Life After Black: The Visual Journals of Barron Storey, an exhibit of his journals is currently on view at the Museum of American Illustration in NYC, through the end of July. How I wish I could see these books in person; I'm amazed that they are displayed in such a way as to allow viewers to actually browse through them! I was in the right place at the right time to buy one of the 1000 copies of Barron Storey: The Marat/Sade Journals... in 1993 when it was first published, and I've spent hours pouring over his intricate drawings and varied handwritten text. In the video above you can get an idea about what one person can do with a blank book when he puts his mind to it. If you're interested in knowing more do a search on his name.

Thursday, July 02, 2009

Limited Palette

Paula asked which colors I chose for my limited palette. This one is modeled after one of Cathy Johnson's, including the altered paintbox itself which is a Koi painbox. I removed the original contents, leaving only the little waterbrush, and added full and half pans into which I squeezed Transparent Yellow, Quin. Red, Winsor Blue, Paynes Gray, Burnt Sienna and Raw Sienna. There are 2 watercolor brushes, a #1 liner and a 1/4" flat with sharpened ends for scratching back, plus a sponge, pencil and sharpener, and molded eraser. You can see by my dirty palette that I reused dried puddles and I don't often clean my colors, preferring to dip into whatever is there that's useable.
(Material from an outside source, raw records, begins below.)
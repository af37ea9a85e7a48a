//! Error handling for the resume matcher

use thiserror::Error;

#[derive(Error, Debug)]
pub enum ResumeMatcherError {
    #[error("IO error: {0}")]
    Io(#[from] std::io::Error),

    #[error("PDF extraction error: {0}")]
    PdfExtraction(String),

    #[error("Model loading error: {0}")]
    ModelLoading(String),

    #[error("Embedding generation error: {0}")]
    Embedding(String),

    #[error("Configuration error: {0}")]
    Configuration(String),

    #[error("File format not supported: {0}")]
    UnsupportedFormat(String),

    #[error("Network error: {0}")]
    Network(String),

    #[error("Serialization error: {0}")]
    Serialization(#[from] serde_json::Error),

    #[error("Invalid input: {0}")]
    InvalidInput(String),
}

pub type Result<T> = std::result::Result<T, ResumeMatcherError>;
Part of the looseness is due to the finish on the moleskine pages. Mine is the sketchbook with the slightly yellow and stiff pages, and unless I wipe the page down with a moist towel to remove the sizing the pages slightly repel water. I like the look but watercolor purists rail against the paper and use other books. I chose moleskine because of the overall quality of the book. It stands up to just about any abuse and since I carry this book in my purse everywhere I go I need the strong structure.
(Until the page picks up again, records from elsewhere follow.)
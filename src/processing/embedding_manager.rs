//! Embedding model management for locating and downloading Model2Vec models

use crate::config::{AvailableModel, ModelConfig};
use crate::error::{Result, ResumeMatcherError};
use hf_hub::api::tokio::Api;
use std::path::{Path, PathBuf};
use tokio::fs;

/// Files a Model2Vec directory needs before it can be loaded
const REQUIRED_FILES: [&str; 3] = ["tokenizer.json", "model.safetensors", "config.json"];
const OPTIONAL_FILES: [&str; 1] = ["README.md"];

/// Manager for embedding models in the local models directory
pub struct EmbeddingModelManager {
    models_dir: PathBuf,
    available_models: Vec<AvailableModel>,
}

impl EmbeddingModelManager {
    pub fn new(config: &ModelConfig) -> Self {
        Self {
            models_dir: config.models_dir.clone(),
            available_models: config.available_models.clone(),
        }
    }

    pub fn models_dir(&self) -> &Path {
        &self.models_dir
    }

    /// Directory a model lives in, whether or not it is downloaded
    pub fn model_dir(&self, model_id: &str) -> PathBuf {
        self.models_dir.join(model_id)
    }

    /// Check if a model directory holds every file the loader needs
    pub fn is_model_downloaded(&self, model_id: &str) -> bool {
        is_valid_model_directory(&self.model_dir(model_id))
    }

    /// Path to a downloaded model
    pub fn get_model_path(&self, model_id: &str) -> Option<PathBuf> {
        if self.is_model_downloaded(model_id) {
            Some(self.model_dir(model_id))
        } else {
            None
        }
    }

    pub fn list_available_models(&self) -> &[AvailableModel] {
        &self.available_models
    }

    /// Resolve model ID from various formats (name, repo_id, case-insensitive name)
    pub fn resolve_model(&self, input: &str) -> Option<&AvailableModel> {
        self.available_models
            .iter()
            .find(|m| m.name == input)
            .or_else(|| self.available_models.iter().find(|m| m.repo_id == input))
            .or_else(|| {
                let input_lower = input.to_lowercase();
                self.available_models
                    .iter()
                    .find(|m| m.name.to_lowercase() == input_lower)
            })
    }

    /// Download an embedding model from the Hugging Face Hub
    pub async fn download_model(&self, input: &str, force: bool) -> Result<PathBuf> {
        let model_info = self.resolve_model(input).ok_or_else(|| {
            ResumeMatcherError::InvalidInput(format!("Unknown embedding model: {}", input))
        })?;

        let model_dir = self.model_dir(&model_info.name);
        if !force && self.is_model_downloaded(&model_info.name) {
            log::info!("Model '{}' already present at {}", model_info.name, model_dir.display());
            return Ok(model_dir);
        }

        log::info!(
            "Downloading embedding model {} ({} MB) from {}",
            model_info.name,
            model_info.size_mb,
            model_info.repo_id
        );

        fs::create_dir_all(&model_dir).await?;

        let api = Api::new()
            .map_err(|e| ResumeMatcherError::Network(format!("Failed to initialize HF API: {}", e)))?;
        let repo = api.repo(hf_hub::Repo::model(model_info.repo_id.clone()));

        for file in REQUIRED_FILES {
            let cached = repo.get(file).await.map_err(|e| {
                ResumeMatcherError::Network(format!("Failed to download required file {}: {}", file, e))
            })?;
            fs::copy(&cached, model_dir.join(file)).await?;
            log::debug!("Downloaded: {}", file);
        }

        for file in OPTIONAL_FILES {
            match repo.get(file).await {
                Ok(cached) => {
                    fs::copy(&cached, model_dir.join(file)).await?;
                    log::debug!("Downloaded: {}", file);
                }
                Err(e) => log::debug!("Optional file {} not found: {}", file, e),
            }
        }

        log::info!("Embedding model {} downloaded to {}", model_info.name, model_dir.display());
        Ok(model_dir)
    }
}

fn is_valid_model_directory(path: &Path) -> bool {
    REQUIRED_FILES.iter().all(|file| path.join(file).is_file())
}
It doesn't matter which colors you choose for your limited palette as long as you've experimented with them enough to know that you can mix satisfactory colors... good greens, bright purples and magentas, and orange. If the yellow, red, and blue you already own as long as they mix to form beautiful secondary and tertiary colors. And of course, be creative with color, using any color to represent any object, as long as the value is right. I could make my daytime sky pink and my water purple, as long as the pink is light and the purple is dark.
And BTW, the link to Cathy Johnson is to her Art Tips page where there is scads of information on how to paint with watercolor. She's the master!